= Matt Hawkins (cyclist) =

American cyclist (born 1982)

Matt Hawkins (born September 18, 1982 in Bangor, Maine) is both a former professional mountain bike racer as well as a former professional road cyclist.

Hawkins began racing in 1998 at the suggestion of local bike shop owner Walter Wallace. He started out doing local mountain bike races and, by the end of the season, he had moved up to the Expert class and was placing well. The next year was Hawkins's breakout year; he trained all winter and got picked up by the Mountain Bike team SoBe/Headshok, traveling the National circuit racing as a junior expert. He had a few podium appearances at Nationals and was ranked #4 nationally and #1 in New England, while never finishing a local race outside the top 3.
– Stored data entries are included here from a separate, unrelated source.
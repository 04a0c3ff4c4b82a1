// tests/resilience.rs

//! Failure-path tests for the execution side: breaker behavior across
//! submissions, dead-letter capture and replay, and end-to-end flow from a
//! published opportunity to an execution call.

mod common;

use common::two_chain_config;
use ethers::types::{Address, H256, U256};
use omniarb::circuit::CircuitBreakerRegistry;
use omniarb::dlq::{DeadLetterQueue, InMemoryDlqStore, ReplayOutcome};
use omniarb::errors::SubmitError;
use omniarb::nonce::{NonceManager, StaticNonceSource};
use omniarb::stream::BroadcastPublisher;
use omniarb::submitter::{ExecutionClient, ExecutionSubmitter};
use omniarb::types::{
    now_unix_ms, Asset, ChainId, DexId, NonceLease, Opportunity, OpportunityKind, OpportunityLeg,
    OPPORTUNITY_SCHEMA_VERSION,
};
use std::sync::atomic::{AtomicBool, AtomicUsize, Ordering};
use std::sync::Arc;
use std::time::Duration;
use tokio_util::sync::CancellationToken;
use uuid::Uuid;

/// Client whose success/failure is toggled at runtime; counts calls.
#[derive(Debug)]
struct ToggleClient {
    healthy: AtomicBool,
    calls: AtomicUsize,
}

impl ToggleClient {
    fn new(healthy: bool) -> Arc<Self> {
        Arc::new(Self { healthy: AtomicBool::new(healthy), calls: AtomicUsize::new(0) })
    }

    fn calls(&self) -> usize {
        self.calls.load(Ordering::SeqCst)
    }
}

#[async_trait::async_trait]
impl ExecutionClient for ToggleClient {
    async fn submit(
        &self,
        _opportunity: &Opportunity,
        _lease: &NonceLease,
    ) -> Result<H256, SubmitError> {
        self.calls.fetch_add(1, Ordering::SeqCst);
        if self.healthy.load(Ordering::SeqCst) {
            Ok(H256::repeat_byte(0xcc))
        } else {
            Err(SubmitError::Transport("relay unreachable".to_string()))
        }
    }
}

struct Harness {
    submitter: Arc<ExecutionSubmitter>,
    client: Arc<ToggleClient>,
    nonces: Arc<NonceManager>,
    dlq: DeadLetterQueue,
}

fn harness(healthy: bool, store: Arc<InMemoryDlqStore>) -> Harness {
    let config = Arc::new(two_chain_config());
    let nonces = Arc::new(NonceManager::new(config.clone(), StaticNonceSource::starting_at(0)));
    let breakers = Arc::new(CircuitBreakerRegistry::new(Arc::new(config.resilience.clone())));
    let dlq = DeadLetterQueue::new(store);
    let client = ToggleClient::new(healthy);
    let submitter = Arc::new(ExecutionSubmitter::new(
        config,
        nonces.clone(),
        breakers,
        dlq.clone(),
        client.clone(),
    ));
    Harness { submitter, client, nonces, dlq }
}

fn opportunity() -> Opportunity {
    Opportunity {
        id: Uuid::new_v4(),
        kind: OpportunityKind::CrossDex,
        legs: vec![OpportunityLeg {
            chain: ChainId(1),
            dex: DexId::new("uniswap_v3"),
            token_in: Asset::new("USDC"),
            token_out: Asset::new("WETH"),
            amount_in: U256::from(20_000_000_000u64),
        }],
        gross_profit: U256::from(200_000_000u64),
        fee_cost: U256::from(120_600_000u64),
        bridge_cost: None,
        net_profit: U256::from(79_400_000u64),
        profit_asset: Asset::new("USDC"),
        profit_decimals: 6,
        confidence: 0.8,
        deadline_unix_ms: u64::MAX,
        detected_at_unix_ms: now_unix_ms(),
        schema_version: OPPORTUNITY_SCHEMA_VERSION,
    }
}

#[tokio::test]
async fn published_opportunity_reaches_the_execution_client() {
    let h = harness(true, InMemoryDlqStore::new());
    let publisher = BroadcastPublisher::new(16);
    let receiver = publisher.subscribe();
    let shutdown = CancellationToken::new();

    let worker = {
        let submitter = h.submitter.clone();
        let shutdown = shutdown.clone();
        tokio::spawn(async move { submitter.run(receiver, shutdown).await })
    };

    use omniarb::stream::OpportunityPublisher;
    publisher.publish(opportunity()).await.unwrap();

    // Submission is async; poll until the client has been hit.
    for _ in 0..50 {
        if h.client.calls() > 0 {
            break;
        }
        tokio::time::sleep(Duration::from_millis(10)).await;
    }
    shutdown.cancel();
    worker.await.unwrap();

    assert_eq!(h.client.calls(), 1);
    assert_eq!(h.nonces.pending_count(ChainId(1), Address::repeat_byte(0x11)).await, 0);
}

#[tokio::test]
async fn repeated_failures_open_the_breaker_and_fail_fast() {
    let h = harness(false, InMemoryDlqStore::new());

    // First opportunity burns 3 attempts, second trips the threshold of 5 on
    // its second attempt; its third attempt is already refused by the breaker.
    h.submitter.process(opportunity()).await.unwrap_err();
    h.submitter.process(opportunity()).await.unwrap_err();
    assert_eq!(h.client.calls(), 5);

    // With the breaker open, the client is never touched again.
    let err = h.submitter.process(opportunity()).await.unwrap_err();
    assert!(matches!(err, SubmitError::RetriesExhausted { .. }));
    assert_eq!(h.client.calls(), 5);

    // Every failure path released its lease.
    assert_eq!(h.nonces.pending_count(ChainId(1), Address::repeat_byte(0x11)).await, 0);
}

#[tokio::test]
async fn dead_lettered_submission_replays_after_recovery() {
    let store = InMemoryDlqStore::new();
    let broken = harness(false, store.clone());

    let opp = opportunity();
    broken.submitter.process(opp.clone()).await.unwrap_err();
    let captured = broken.dlq.list_pending(None, 10).await.unwrap();
    assert_eq!(captured.len(), 1);
    assert_eq!(captured[0].operation_id, opp.id);

    // Infrastructure recovers; replay the captured payload through a healthy
    // pipeline.
    let recovered = harness(true, store);
    let outcome = recovered
        .dlq
        .retry(opp.id, |payload| async move {
            let restored: Opportunity = serde_json::from_value(payload)
                .map_err(|e| e.to_string())?;
            recovered.submitter.process(restored).await.map(|_| ()).map_err(|e| e.to_string())
        })
        .await
        .unwrap();

    assert_eq!(outcome, ReplayOutcome::Succeeded);
    assert_eq!(recovered.client.calls(), 1);
    assert!(recovered.dlq.list_pending(None, 10).await.unwrap().is_empty());
}

#[tokio::test]
async fn nonce_backpressure_surfaces_as_exhaustion() {
    let h = harness(true, InMemoryDlqStore::new());
    let addr = Address::repeat_byte(0x11);

    // Saturate the per-account pending cap out-of-band.
    for _ in 0..16 {
        h.nonces.acquire(ChainId(1), addr).await.unwrap();
    }
    let err = h.submitter.process(opportunity()).await.unwrap_err();
    assert!(matches!(err, SubmitError::Nonce(_)));
    assert_eq!(h.client.calls(), 0);
}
As 2000 rolled around it marked Hawkins's last year as a junior and he again traveled the national circuit. This time around he had linked up with the Team Grimace junior development program and he again scored some podiums, this time at Junior World Cup races. In addition, he retained his #1 ranking in New England and went one spot better in the national rankings, where he was ranked #3. He also discovered road bikes during the 2000 season, qualifying for the Eastern Regional team, and racing the junior world cup Tour l’Abitibi. He started 2000 as a category 5 on the road and finished the season as a category 2.

2001 was Hawkins's first year as a senior, and he marked it by earning his professional MTB license, allowing him to do National Championship events. He qualified for the National MTB team, was a resident athlete at the United States Olympic Training Center and represented the United States at the 2001 MTB world championships in Vail, Colorado.

2003 Hawkins earned his professional road racing license and rode with the Kissena Pro Cycling Team in the United States. He spent most of the season in Belgium and Poland riding with the National U23 road team; an untimely illness forced his early retirement from the sport.